Take the word vector similarity between the title word vector t _i and the text word vector a _i Obtain the overall similarity S=S ₁ ·S ₂ ·S ₃ ·····S _n ;

Where 0<i≤n, n is a positive integer, and n is the number of deep syntax tree nodes of the title.

6. A web page information extraction system based on syntax tree and text block density, characterized in that it comprises:

The text information acquisition module is used to obtain the title text information of the webpage, and collect the node text information of the nodes; it includes setting a screening threshold, calculating the text block density of all nodes in the web page, and taking the text block density greater than the screening threshold. The node is the collection node, and the node text information of the collection node is extracted;

The first target information acquisition module is used to acquire target information for extraction when the number of text information of the node is 1;

The second target information acquisition module is used to obtain target information for extraction when the number of the node text information is greater than 1; wherein the title text information and the node text information are respectively converted into a title deep syntax tree and a node that uniquely express the semantics of the sentence Deep syntax tree: Obtain the overall similarity between the deep syntax tree of each node and the deep syntax tree of the title, and use the node text information corresponding to the maximum value in the overall similarity as the target information.

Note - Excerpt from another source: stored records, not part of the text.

// SPDX-FileCopyrightText: 2026 The flexradio-rs Authors
//
// SPDX-License-Identifier: MIT OR Apache-2.0
//! `S`-prefixed status lines: the bulk of control-channel traffic, and
//! the only record kind the store ([`crate::store`]) reduces.

use crate::control::split_positional_and_attributes;
use std::collections::HashMap;

/// One decoded status line. `source` is always present and lowercased;
/// everything else is best-effort, since the grammar varies by source
/// (meter and gps sources use `#`-joined chunks rather than
/// space-separated `key=value` pairs).
#[derive(Clone, Debug)]
pub struct StatusRecord {
    /// The line as received, without its terminator.
    pub raw: String,
    /// The hex sequence number, if the header parsed.
    pub sequence: Option<u32>,
    /// First whitespace-delimited token, lowercased.
    pub source: String,
    /// The entity identifier this status concerns, if one could be
    /// determined (the first positional token after `source`, or the
    /// numeric prefix of a `meter`/`gps` chunk).
    pub identifier: Option<String>,
    /// Positional tokens between `source` and the first `key=value`.
    pub positional: Vec<String>,
    /// All `key=value` pairs observed, values always strings; typed
    /// conversion happens in [`crate::store`].
    pub attributes: HashMap<String, String>,
}

/// Parses the body of an `S` line (everything after the `|`) into a
/// [`StatusRecord`]. `raw` is the full original line, kept for
/// diagnostics; `sequence` is the already-parsed hex header.
pub(crate) fn parse_status(raw: &str, sequence: Option<u32>, body: &str) -> StatusRecord {
    let mut tokens = body.splitn(2, char::is_whitespace);
    let source = tokens.next().unwrap_or("").to_ascii_lowercase();
    let remainder = tokens.next().unwrap_or("").trim();

    if source == "meter" && remainder.contains('#') {
        let (identifier, attributes) = parse_hash_chunks(remainder, true);
        return StatusRecord {
            raw: raw.to_string(),
            sequence,
            source,
            identifier,
            positional: Vec::new(),
            attributes,
        };
    }

    if source == "gps" {
        let (identifier, attributes) = parse_hash_chunks(remainder, false);
        return StatusRecord {
            raw: raw.to_string(),
            sequence,
            source,
            identifier,
            positional: Vec::new(),
            attributes,
        };
    }

    let (positional, attributes) = split_positional_and_attributes(remainder);
    let identifier = positional.first().cloned();
    StatusRecord {
        raw: raw.to_string(),
        sequence,
        source,
        identifier,
        positional,
        attributes,
    }
}

/// Tokenizes a `#`-joined segment into `key=value` attributes. When
/// `id_prefixed` is set, each chunk is `<id>.<key>=<value>` and the id
/// (taken from the first chunk) becomes the record's identifier;
/// otherwise each chunk is a bare `<key>=<value>`.
fn parse_hash_chunks(segment: &str, id_prefixed: bool) -> (Option<String>, HashMap<String, String>) {
    let mut attributes = HashMap::new();
    let mut identifier = None;

    for chunk in segment.split('#').map(str::trim).filter(|c| !c.is_empty()) {
        if id_prefixed {
            let Some((id, kv)) = chunk.split_once('.') else {
                log::debug!("control: meter chunk missing id prefix: {chunk:?}");
                continue;
            };
            identifier.get_or_insert_with(|| id.to_string());
            if let Some((k, v)) = kv.split_once('=') {
                attributes.insert(k.to_string(), v.to_string());
            } else {
                attributes.insert(kv.to_string(), String::new());
            }
        } else if let Some((k, v)) = chunk.split_once('=') {
            attributes.insert(k.to_string(), v.to_string());
        } else {
            attributes.insert(chunk.to_string(), String::new());
        }
    }
    (identifier, attributes)
}

#[cfg(test)]
mod tests {
    use super::*;

    #[test]
    fn parses_slice_status() {
        let s = parse_status(
            "S3A5E996B|slice 0 in_use=1 sample_rate=24000 RF_frequency=15.000000 mode=USB pan=0x40000000",
            Some(0x3A5E996B),
            "slice 0 in_use=1 sample_rate=24000 RF_frequency=15.000000 mode=USB pan=0x40000000",
        );
        assert_eq!(s.source, "slice");
        assert_eq!(s.identifier.as_deref(), Some("0"));
        assert_eq!(s.attributes.get("mode").map(String::as_str), Some("USB"));
        assert_eq!(s.attributes.get("pan").map(String::as_str), Some("0x40000000"));
    }

    #[test]
    fn parses_meter_chunks() {
        let body = "meter 1.src=TX-#1.num=5#1.nam=HWALC#1.low=-150.0#1.hi=20.0#1.unit=dBFS#1.fps=20#";
        let s = parse_status(&format!("S1|{body}"), Some(1), body);
        assert_eq!(s.source, "meter");
        assert_eq!(s.identifier.as_deref(), Some("1"));
        assert_eq!(s.attributes.get("src").map(String::as_str), Some("TX-"));
        assert_eq!(s.attributes.get("unit").map(String::as_str), Some("dBFS"));
        assert_eq!(s.attributes.get("fps").map(String::as_str), Some("20"));
    }

    #[test]
    fn meter_removed_uses_space_grammar() {
        // a bare "meter 1 removed" has no '#', so it falls through to
        // the default space-separated grammar rather than hash-chunks.
        let s = parse_status("S1|meter 1 removed", Some(1), "meter 1 removed");
        assert_eq!(s.identifier.as_deref(), Some("1"));
        assert_eq!(s.attributes.get("removed").map(String::as_str), Some("1"));
    }

    #[test]
    fn meter_src_trailing_dash_preserved() {
        let body = "meter 1.src=TX-#";
        let s = parse_status(&format!("S1|{body}"), Some(1), body);
        assert_eq!(s.attributes.get("src").map(String::as_str), Some("TX-"));
    }

    #[test]
    fn parses_gps_chunks() {
        let body = "gps lat=12.34#lon=-56.78#";
        let s = parse_status(&format!("S1|{body}"), Some(1), body);
        assert_eq!(s.attributes.get("lat").map(String::as_str), Some("12.34"));
        assert_eq!(s.attributes.get("lon").map(String::as_str), Some("-56.78"));
    }
}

7. The web page information extraction system according to claim 6, wherein, in the text information acquisition module, the title text information is acquired through a regular expression.

8. The web page information extraction system according to claim 6, wherein, in the text information acquisition module, the text block density is obtained in the following manner:

9. The webpage information extraction system as claimed in claim 6, wherein, in the second target information acquisition module, a probabilistic context-free model is used to convert the title text information and the node text information into a title syntax tree respectively and the node syntax tree, and convert the heading syntax tree and the node syntax tree into the heading deep syntax tree and the node deep syntax tree respectively by using a synchronous tree replacement grammar.

10. The web page information extraction system according to claim 6, wherein the second target information acquisition module further comprises:

The word vector obtaining module is used to obtain the title word vector t _i of the deep syntax tree of the title, and the text word vector a _i of the deep syntax tree of the node with the same structure as the title deep syntax tree;

The similarity acquisition module is used to obtain the word vector similarity of the title word vector t _i and the text word vector a _i The overall similarity S=S ₁ ·S ₂ ·S ₃ ····S _{n is} obtained; where 0<i≤n, n is a positive integer, and n is the number of deep syntax tree nodes of the title.